Fiction Writing emerges as my personal choice for many reasons. The most important one points to pure enjoyment.

A saying floating around forever (I wish I could remember its originator, but then, recalling the words seem more important):  DO WHAT YOU LOVE AND THE MONEY Will FOLLOW.  Now, I would not be 100% honest if I didn’t confess all the months of clicking away at my keyboard doesn’t spark a wish to sign a major book deal.  But in reality—it may not happen, or as quickly as I want.  I slap myself hard.  Every known author was once unknown.  Yet, this anguish (Many writers eat this ugly insecurity:  My writing isn’t good enough . . . I’ll kill myself if I get another rejection letter) dogs me into believing all my efforts are in vain.

But wait!  DAH!  There’s self-publishing and e-publishing, the two right here, right now options.  I’m not frowning on them—God no.  I’ve connected with some amazing writers who will go to their graves with massive, self-satisfying grins for not giving in to traditional publishing.
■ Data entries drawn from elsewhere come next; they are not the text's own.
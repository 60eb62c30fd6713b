//! Audit report artifacts.
//!
//! [`AuditReport`] is the machine-readable boundary to whatever renders the
//! final document. Its `graph` section is a pure function of the inputs;
//! only `meta` carries run-specific values such as the generation time.

mod orphans;
mod summary;
mod write;

pub use orphans::format_orphan_list;
pub use summary::format_summary;
pub use write::write_atomic;

use chrono::{DateTime, Utc};
use serde::Serialize;

use crate::diagnostics::{Diagnostics, ReconciliationWarning};
use crate::model::{NodeKind, RequirementNode, TestAnnotationNode};
use crate::trace::{
    ClassifiedGraph, ClassifiedNode, DesignLink, NodeStatus, TraceLink, UnresolvedReference,
};

/// Run metadata.
#[derive(Debug, Clone, PartialEq, Eq, Serialize)]
pub struct ReportMeta {
    /// Report title.
    pub title: String,
    /// Report subtitle.
    pub subtitle: String,
    /// Display label of the audited root.
    pub source_root: String,
    /// When the report was generated.
    pub generated_at: DateTime<Utc>,
    /// Version of the tool that produced the report.
    pub tool_version: &'static str,
}

/// Requirement counts by status.
#[derive(Debug, Clone, Copy, PartialEq, Eq, Serialize)]
pub struct RequirementCounts {
    /// All loaded requirements.
    pub total: usize,
    /// Requirements with at least one verifying test.
    pub satisfied: usize,
    /// Requirements nothing verifies.
    pub orphaned: usize,
}

/// Test counts by status.
#[derive(Debug, Clone, Copy, PartialEq, Eq, Serialize)]
pub struct TestCounts {
    /// All test nodes.
    pub total: usize,
    /// Tests whose every reference resolved.
    pub satisfied: usize,
    /// Tests naming no requirement.
    pub orphaned: usize,
    /// Tests naming a missing requirement.
    pub broken: usize,
}

/// Headline numbers.
#[derive(Debug, Clone, PartialEq, Serialize)]
pub struct Summary {
    /// Requirement counts.
    pub requirements: RequirementCounts,
    /// Test counts.
    pub tests: TestCounts,
    /// Trace links from test references.
    pub links: usize,
    /// Trace links declared by requirements.
    pub declared_links: usize,
    /// Requirement-to-requirement links.
    pub design_links: usize,
    /// References that matched nothing.
    pub unresolved: usize,
    /// Share of requirements with a verifying test, in percent, to one decimal.
    pub coverage_pct: f64,
    /// Load, scan, and reconciliation diagnostics.
    pub diagnostics: usize,
    /// Whether the run found no issues.
    pub is_clean: bool,
}

impl Summary {
    /// Computes the summary of a classified graph.
    #[must_use]
    pub fn of(graph: &ClassifiedGraph) -> Self {
        let requirements = RequirementCounts {
            total: graph.total(NodeKind::Requirement),
            satisfied: graph.count(NodeKind::Requirement, NodeStatus::Satisfied),
            orphaned: graph.count(NodeKind::Requirement, NodeStatus::OrphanedRequirement),
        };
        let tests = TestCounts {
            total: graph.total(NodeKind::Test),
            satisfied: graph.count(NodeKind::Test, NodeStatus::Satisfied),
            orphaned: graph.count(NodeKind::Test, NodeStatus::OrphanedTest),
            broken: graph.count(NodeKind::Test, NodeStatus::BrokenLink),
        };
        Self {
            requirements,
            tests,
            links: graph.graph().links().len(),
            declared_links: graph.graph().declared_links().len(),
            design_links: graph.graph().design_links().len(),
            unresolved: graph.graph().unresolved().len(),
            coverage_pct: coverage_pct(requirements.satisfied, requirements.total),
            diagnostics: graph.diagnostics().len() + graph.graph().warnings().len(),
            is_clean: graph.is_clean(),
        }
    }
}

#[allow(clippy::cast_precision_loss)]
fn coverage_pct(satisfied: usize, total: usize) -> f64 {
    if total == 0 {
        return 0.0;
    }
    (1000.0 * satisfied as f64 / total as f64).round() / 10.0
}

/// A requirement with its classification.
#[derive(Debug, Clone, Serialize)]
pub struct RequirementEntry<'a> {
    /// The loaded record.
    #[serde(flatten)]
    pub node: &'a RequirementNode,
    /// Classification.
    pub status: NodeStatus,
    /// Ids of the verifying tests.
    pub verified_by: &'a [String],
    /// Links that matched nothing.
    #[serde(skip_serializing_if = "<[String]>::is_empty")]
    pub missing_ids: &'a [String],
}

/// A test with its classification.
#[derive(Debug, Clone, Serialize)]
pub struct TestEntry<'a> {
    /// The scanned annotation or test item.
    #[serde(flatten)]
    pub node: &'a TestAnnotationNode,
    /// Classification.
    pub status: NodeStatus,
    /// Ids of the requirements this test verifies.
    pub verifies: &'a [String],
    /// Requirement ids that do not exist.
    #[serde(skip_serializing_if = "<[String]>::is_empty")]
    pub missing_ids: &'a [String],
}

/// The classified graph in report form.
#[derive(Debug, Clone, Serialize)]
pub struct GraphSection<'a> {
    /// See [`ClassifiedGraph::is_clean`].
    pub is_clean: bool,
    /// Requirements in id order.
    pub requirements: Vec<RequirementEntry<'a>>,
    /// Tests in file-then-line order.
    pub tests: Vec<TestEntry<'a>>,
    /// Trace links from test references.
    pub links: Vec<&'a TraceLink>,
    /// Trace links declared by requirements.
    pub declared_links: Vec<&'a TraceLink>,
    /// Requirement-to-requirement links.
    pub design_links: Vec<&'a DesignLink>,
    /// References that matched nothing.
    pub unresolved: &'a [UnresolvedReference],
    /// Every node that is not satisfied.
    pub orphans: Vec<&'a ClassifiedNode>,
}

impl<'a> GraphSection<'a> {
    /// Builds the section from a classified graph.
    #[must_use]
    pub fn of(classified: &'a ClassifiedGraph) -> Self {
        let graph = classified.graph();
        let by_kind = |kind: NodeKind| classified.nodes().iter().filter(move |n| n.kind == kind);

        let requirements = graph
            .requirements()
            .values()
            .zip(by_kind(NodeKind::Requirement))
            .map(|(node, c)| RequirementEntry {
                node,
                status: c.status,
                verified_by: &c.linked,
                missing_ids: &c.missing_ids,
            })
            .collect();
        let tests = graph
            .tests()
            .iter()
            .zip(by_kind(NodeKind::Test))
            .map(|(node, c)| TestEntry {
                node,
                status: c.status,
                verifies: &c.linked,
                missing_ids: &c.missing_ids,
            })
            .collect();

        Self {
            is_clean: classified.is_clean(),
            requirements,
            tests,
            links: graph.links().iter().collect(),
            declared_links: graph.declared_links().iter().collect(),
            design_links: graph.design_links().iter().collect(),
            unresolved: graph.unresolved(),
            orphans: classified.orphans().collect(),
        }
    }
}

/// Every diagnostic of the run.
#[derive(Debug, Clone, Serialize)]
pub struct DiagnosticsSection<'a> {
    /// Load and scan diagnostics.
    #[serde(flatten)]
    pub diagnostics: &'a Diagnostics,
    /// Graph-building conflicts.
    pub reconciliation_warnings: &'a [ReconciliationWarning],
}

/// The full report artifact.
#[derive(Debug, Clone, Serialize)]
pub struct AuditReport<'a> {
    /// Run metadata.
    pub meta: ReportMeta,
    /// Headline numbers.
    pub summary: Summary,
    /// Classified graph.
    pub graph: GraphSection<'a>,
    /// Diagnostics.
    pub diagnostics: DiagnosticsSection<'a>,
}

impl<'a> AuditReport<'a> {
    /// Assembles the report for a classified graph.
    #[must_use]
    pub fn new(meta: ReportMeta, classified: &'a ClassifiedGraph) -> Self {
        Self {
            meta,
            summary: Summary::of(classified),
            graph: GraphSection::of(classified),
            diagnostics: DiagnosticsSection {
                diagnostics: classified.diagnostics(),
                reconciliation_warnings: classified.graph().warnings(),
            },
        }
    }

    /// Serializes the report as pretty-printed JSON with a trailing newline.
    ///
    /// # Errors
    ///
    /// Returns an error if serialization fails.
    pub fn to_json(&self) -> Result<String, serde_json::Error> {
        let mut json = serde_json::to_string_pretty(self)?;
        json.push('\n');
        Ok(json)
    }
}

/// Serializes only the classified graph section.
///
/// The output depends on nothing but the inputs, so two runs over the same
/// tree produce identical bytes.
///
/// # Errors
///
/// Returns an error if serialization fails.
pub fn graph_json(classified: &ClassifiedGraph) -> Result<String, serde_json::Error> {
    let mut json = serde_json::to_string_pretty(&GraphSection::of(classified))?;
    json.push('\n');
    Ok(json)
}

#[cfg(test)]
pub(crate) mod fixtures {
    use std::collections::BTreeMap;

    use crate::diagnostics::Diagnostics;
    use crate::model::{AnnotationSource, RequirementNode, SourceLocation, TestAnnotationNode};
    use crate::trace::{classify, reconcile, ClassifiedGraph, DuplicatePolicy};

    /// MON-001 covered, MON-002 orphaned, one broken and one orphaned test.
    pub(crate) fn mixed_graph() -> ClassifiedGraph {
        let requirements: BTreeMap<String, RequirementNode> = [
            ("MON-001", "Monitor reports health"),
            ("MON-002", "Status returns schema-shaped output"),
        ]
        .into_iter()
        .map(|(id, text)| {
            let node = RequirementNode {
                id: id.to_string(),
                text: text.to_string(),
                links: Vec::new(),
                location: SourceLocation::at(format!("reqs/mon/{id}.yml"), 1),
            };
            (id.to_string(), node)
        })
        .collect();
        let test = |id: &str, refs: &[&str], line: usize| TestAnnotationNode {
            id: id.to_string(),
            requirement_refs: refs.iter().map(ToString::to_string).collect(),
            description: None,
            references: Vec::new(),
            source: AnnotationSource::StructuredComment,
            location: SourceLocation::at("tests/test_monitor.py", line),
        };
        let tests = vec![
            test("TST-HEALTH", &["MON-001"], 3),
            test("TST-GHOST", &["MON-999"], 10),
            test("tests/test_monitor.py#L20", &[], 20),
        ];
        classify(reconcile(requirements, tests), Diagnostics::default(), DuplicatePolicy::Warn)
    }
}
I chose to have my first novel, The Ears That Have Eyes, e-published.  The project, garnering 4-5-star reviews on Amazon and Barnes and Nobles, gave me wonderful rewards:  smiles and accolades to weave a page turning story. No, I didn’t make a fortune (Gosh, my day counts to 24 hours.  When could I write and sleep with all the social media needed?).  But the satisfaction of knowing that strangers read my book and gave an emotional investment to my characters has provided me a greenlight gratification. Perhaps I do possess the talent to land a literary agent.

My formula is to create characters that walk off the page and sit down beside the reader—this resonates all I hope to be as a writer. I love mixing fire and light together like the brilliant Sedona, Arizona storms exploding the sky. They are ever so magnificent.

I gravitate to tormented people who devour the purity of their counterpart, I call the hero.  I want my reader to root for and close their eyes full of tears as the hero falls and struggles to stand their ground.  Now I call that a page turning novel. You never know when the storm is going to end, but you know when it’s over God reveals the sun’s rays of hope.  I believe we call it a rainbow.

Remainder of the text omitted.